*GOAL OF THE EXERCISE*. I'd like every line in the following listing that holds "AppError" copied.

*DATA UNDER STUDY*.
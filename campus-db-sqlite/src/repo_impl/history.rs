use super::*;
use diesel::sql_types::Nullable;

impl HistoryRepo<PlaceId> for DbReadOnly<'_> {
    fn add_history_entry(&self, entry: &NewHistoryEntry<PlaceId>) -> Result<HistoryEntryId> {
        add_place_history_entry(&mut self.conn.borrow_mut(), entry)
    }
    fn query_history(&self, query: &HistoryQuery<PlaceId>) -> Result<Vec<PlaceHistoryRecord>> {
        query_place_history(&mut self.conn.borrow_mut(), query)
    }
    fn count_history(&self, subject_id: Option<PlaceId>) -> Result<u64> {
        count_place_history(&mut self.conn.borrow_mut(), subject_id)
    }
}

impl HistoryRepo<PlaceId> for DbConnection<'_> {
    fn add_history_entry(&self, entry: &NewHistoryEntry<PlaceId>) -> Result<HistoryEntryId> {
        add_place_history_entry(&mut self.conn.borrow_mut(), entry)
    }
    fn query_history(&self, query: &HistoryQuery<PlaceId>) -> Result<Vec<PlaceHistoryRecord>> {
        query_place_history(&mut self.conn.borrow_mut(), query)
    }
    fn count_history(&self, subject_id: Option<PlaceId>) -> Result<u64> {
        count_place_history(&mut self.conn.borrow_mut(), subject_id)
    }
}

impl HistoryRepo<RouteId> for DbReadOnly<'_> {
    fn add_history_entry(&self, entry: &NewHistoryEntry<RouteId>) -> Result<HistoryEntryId> {
        add_route_history_entry(&mut self.conn.borrow_mut(), entry)
    }
    fn query_history(&self, query: &HistoryQuery<RouteId>) -> Result<Vec<RouteHistoryRecord>> {
        query_route_history(&mut self.conn.borrow_mut(), query)
    }
    fn count_history(&self, subject_id: Option<RouteId>) -> Result<u64> {
        count_route_history(&mut self.conn.borrow_mut(), subject_id)
    }
}

impl HistoryRepo<RouteId> for DbConnection<'_> {
    fn add_history_entry(&self, entry: &NewHistoryEntry<RouteId>) -> Result<HistoryEntryId> {
        add_route_history_entry(&mut self.conn.borrow_mut(), entry)
    }
    fn query_history(&self, query: &HistoryQuery<RouteId>) -> Result<Vec<RouteHistoryRecord>> {
        query_route_history(&mut self.conn.borrow_mut(), query)
    }
    fn count_history(&self, subject_id: Option<RouteId>) -> Result<u64> {
        count_route_history(&mut self.conn.borrow_mut(), subject_id)
    }
}

// The subject and its campus are left-joined, both names
// are NULL if the subject has been deleted in the meantime.
// Entries of the same millisecond are ordered by insertion.
const QUERY_PLACE_HISTORY_SQL: &str = "\
SELECT h.rowid AS rowid, h.place_rowid AS subject_rowid, \
h.created_at AS created_at, h.created_by AS created_by, \
h.operation AS operation, h.message AS message, \
p.name AS subject_name, c.name AS campus_name \
FROM place_history h \
LEFT JOIN place p ON p.rowid = h.place_rowid \
LEFT JOIN campus c ON c.rowid = p.campus_rowid \
WHERE (? IS NULL OR h.place_rowid = ?) \
ORDER BY h.created_at DESC, h.rowid DESC \
LIMIT ? OFFSET ?";

const QUERY_ROUTE_HISTORY_SQL: &str = "\
SELECT h.rowid AS rowid, h.route_rowid AS subject_rowid, \
h.created_at AS created_at, h.created_by AS created_by, \
h.operation AS operation, h.message AS message, \
r.name AS subject_name, c.name AS campus_name \
FROM route_history h \
LEFT JOIN route r ON r.rowid = h.route_rowid \
LEFT JOIN campus c ON c.rowid = r.campus_rowid \
WHERE (? IS NULL OR h.route_rowid = ?) \
ORDER BY h.created_at DESC, h.rowid DESC \
LIMIT ? OFFSET ?";

fn load_joined_history_entries(
    conn: &mut SqliteConnection,
    sql: &'static str,
    subject_rowid: Option<i64>,
    pagination: &Pagination,
) -> Result<Vec<models::JoinedHistoryEntry>> {
    // SQLite does not support an OFFSET without a LIMIT
    // <https://www.sqlite.org/lang_select.html>
    // A negative LIMIT means no upper bound.
    let limit = pagination
        .limit
        .map(|limit| i64::try_from(limit).unwrap_or(i64::MAX))
        .unwrap_or(-1);
    let offset = pagination
        .offset
        .map(|offset| i64::try_from(offset).unwrap_or(i64::MAX))
        .unwrap_or(0);
    diesel::sql_query(sql)
        .bind::<Nullable<BigInt>, _>(subject_rowid)
        .bind::<Nullable<BigInt>, _>(subject_rowid)
        .bind::<BigInt, _>(limit)
        .bind::<BigInt, _>(offset)
        .load::<models::JoinedHistoryEntry>(conn)
        .map_err(from_diesel_err)
}

fn load_history_record<S>(row: models::JoinedHistoryEntry) -> Result<HistoryRecord<S>>
where
    S: HistorySubject + From<IdValue>,
{
    let models::JoinedHistoryEntry {
        rowid,
        subject_rowid,
        created_at,
        created_by,
        operation,
        message,
        subject_name,
        campus_name,
    } = row;
    let entry = HistoryEntry {
        id: rowid.into(),
        subject_id: subject_rowid.into(),
        activity: Activity {
            at: load_timestamp(created_at)?,
            by: created_by,
        },
        operation: load_history_operation(operation)?,
        message,
    };
    Ok(HistoryRecord {
        entry,
        subject_name,
        campus_name,
    })
}

fn add_place_history_entry(
    conn: &mut SqliteConnection,
    entry: &NewHistoryEntry<PlaceId>,
) -> Result<HistoryEntryId> {
    let NewHistoryEntry {
        subject_id,
        activity,
        operation,
        message,
    } = entry;
    diesel::insert_into(schema::place_history::table)
        .values(&models::NewPlaceHistoryEntry {
            place_rowid: IdValue::from(*subject_id),
            created_at: activity.at.as_millis(),
            created_by: &activity.by,
            operation: HistoryOperationPrimitive::from(*operation),
            message,
        })
        .execute(conn)
        .map_err(from_diesel_err)?;
    Ok(inserted_rowid(conn)?.into())
}

fn query_place_history(
    conn: &mut SqliteConnection,
    query: &HistoryQuery<PlaceId>,
) -> Result<Vec<PlaceHistoryRecord>> {
    load_joined_history_entries(
        conn,
        QUERY_PLACE_HISTORY_SQL,
        query.subject_id.map(IdValue::from),
        &query.pagination,
    )?
    .into_iter()
    .map(load_history_record)
    .collect()
}

fn count_place_history(conn: &mut SqliteConnection, subject_id: Option<PlaceId>) -> Result<u64> {
    use schema::place_history::dsl;
    let mut query = schema::place_history::table
        .select(diesel::dsl::count_star())
        .into_boxed();
    if let Some(subject_id) = subject_id {
        query = query.filter(dsl::place_rowid.eq(IdValue::from(subject_id)));
    }
    Ok(query.first::<i64>(conn).map_err(from_diesel_err)? as u64)
}

fn add_route_history_entry(
    conn: &mut SqliteConnection,
    entry: &NewHistoryEntry<RouteId>,
) -> Result<HistoryEntryId> {
    let NewHistoryEntry {
        subject_id,
        activity,
        operation,
        message,
    } = entry;
    diesel::insert_into(schema::route_history::table)
        .values(&models::NewRouteHistoryEntry {
            route_rowid: IdValue::from(*subject_id),
            created_at: activity.at.as_millis(),
            created_by: &activity.by,
            operation: HistoryOperationPrimitive::from(*operation),
            message,
        })
        .execute(conn)
        .map_err(from_diesel_err)?;
    Ok(inserted_rowid(conn)?.into())
}

fn query_route_history(
    conn: &mut SqliteConnection,
    query: &HistoryQuery<RouteId>,
) -> Result<Vec<RouteHistoryRecord>> {
    load_joined_history_entries(
        conn,
        QUERY_ROUTE_HISTORY_SQL,
        query.subject_id.map(IdValue::from),
        &query.pagination,
    )?
    .into_iter()
    .map(load_history_record)
    .collect()
}

fn count_route_history(conn: &mut SqliteConnection, subject_id: Option<RouteId>) -> Result<u64> {
    use schema::route_history::dsl;
    let mut query = schema::route_history::table
        .select(diesel::dsl::count_star())
        .into_boxed();
    if let Some(subject_id) = subject_id {
        query = query.filter(dsl::route_rowid.eq(IdValue::from(subject_id)));
    }
    Ok(query.first::<i64>(conn).map_err(from_diesel_err)? as u64)
}
use std::collections::HashMap;

use rocket::{
    self,
    request::{FromRequest, Outcome, Request},
};
use serde_json::Value as JsonValue;

use campus_application::error::AppError;
use campus_core::usecases::Error as ParameterError;

pub const COOKIE_USER_KEY: &str = "user";

// Attributes of the CAS payload that may carry a human
// readable name, in order of preference.
const DISPLAY_NAME_ATTRIBUTES: [&str; 3] = ["displayName", "cn", "nombre"];

type Result<T> = std::result::Result<T, AppError>;

/// The payload of a successful CAS authentication.
#[derive(Debug, Deserialize)]
struct CasUser {
    user: String,
    #[serde(default)]
    attributes: HashMap<String, JsonValue>,
}

fn attribute_text(value: &JsonValue) -> Option<&str> {
    match value {
        JsonValue::String(text) => Some(text.trim()).filter(|t| !t.is_empty()),
        // Multi-valued attributes
        JsonValue::Array(values) => values.iter().find_map(attribute_text),
        _ => None,
    }
}

/// An authenticated user.
#[derive(Debug, Clone, PartialEq, Eq)]
pub struct Account {
    login: String,
    display_name: String,
}

impl Account {
    pub fn login(&self) -> &str {
        &self.login
    }

    /// The name that is recorded as the actor of mutations.
    pub fn display_name(&self) -> &str {
        &self.display_name
    }

    fn from_cas_payload(payload: &str) -> Option<Self> {
        let CasUser { user, attributes } = serde_json::from_str(payload)
            .inspect_err(|err| debug!("Invalid CAS payload in session cookie: {err}"))
            .ok()?;
        let login = user.trim();
        if login.is_empty() {
            return None;
        }
        let display_name = DISPLAY_NAME_ATTRIBUTES
            .iter()
            .find_map(|key| attributes.get(*key).and_then(attribute_text))
            .unwrap_or(login)
            .to_owned();
        Some(Self {
            login: login.to_owned(),
            display_name,
        })
    }
}

#[derive(Debug)]
pub struct Auth {
    account: Option<Account>,
}

impl Auth {
    pub fn account(&self) -> Result<&Account> {
        self.account
            .as_ref()
            .ok_or_else(|| ParameterError::Unauthorized.into())
    }

    fn account_from_cookie(request: &Request) -> Option<Account> {
        request
            .cookies()
            .get_private(COOKIE_USER_KEY)
            .and_then(|cookie| Account::from_cas_payload(cookie.value()))
    }
}

#[rocket::async_trait]
impl<'r> FromRequest<'r> for Auth {
    type Error = ();
    async fn from_request(request: &'r Request<'_>) -> Outcome<Self, Self::Error> {
        let account = Self::account_from_cookie(request);
        Outcome::Success(Self { account })
    }
}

*REPLY TO THE TASK*.
use campus_application::error::AppError;
type Result<T> = std::result::Result<T, AppError>;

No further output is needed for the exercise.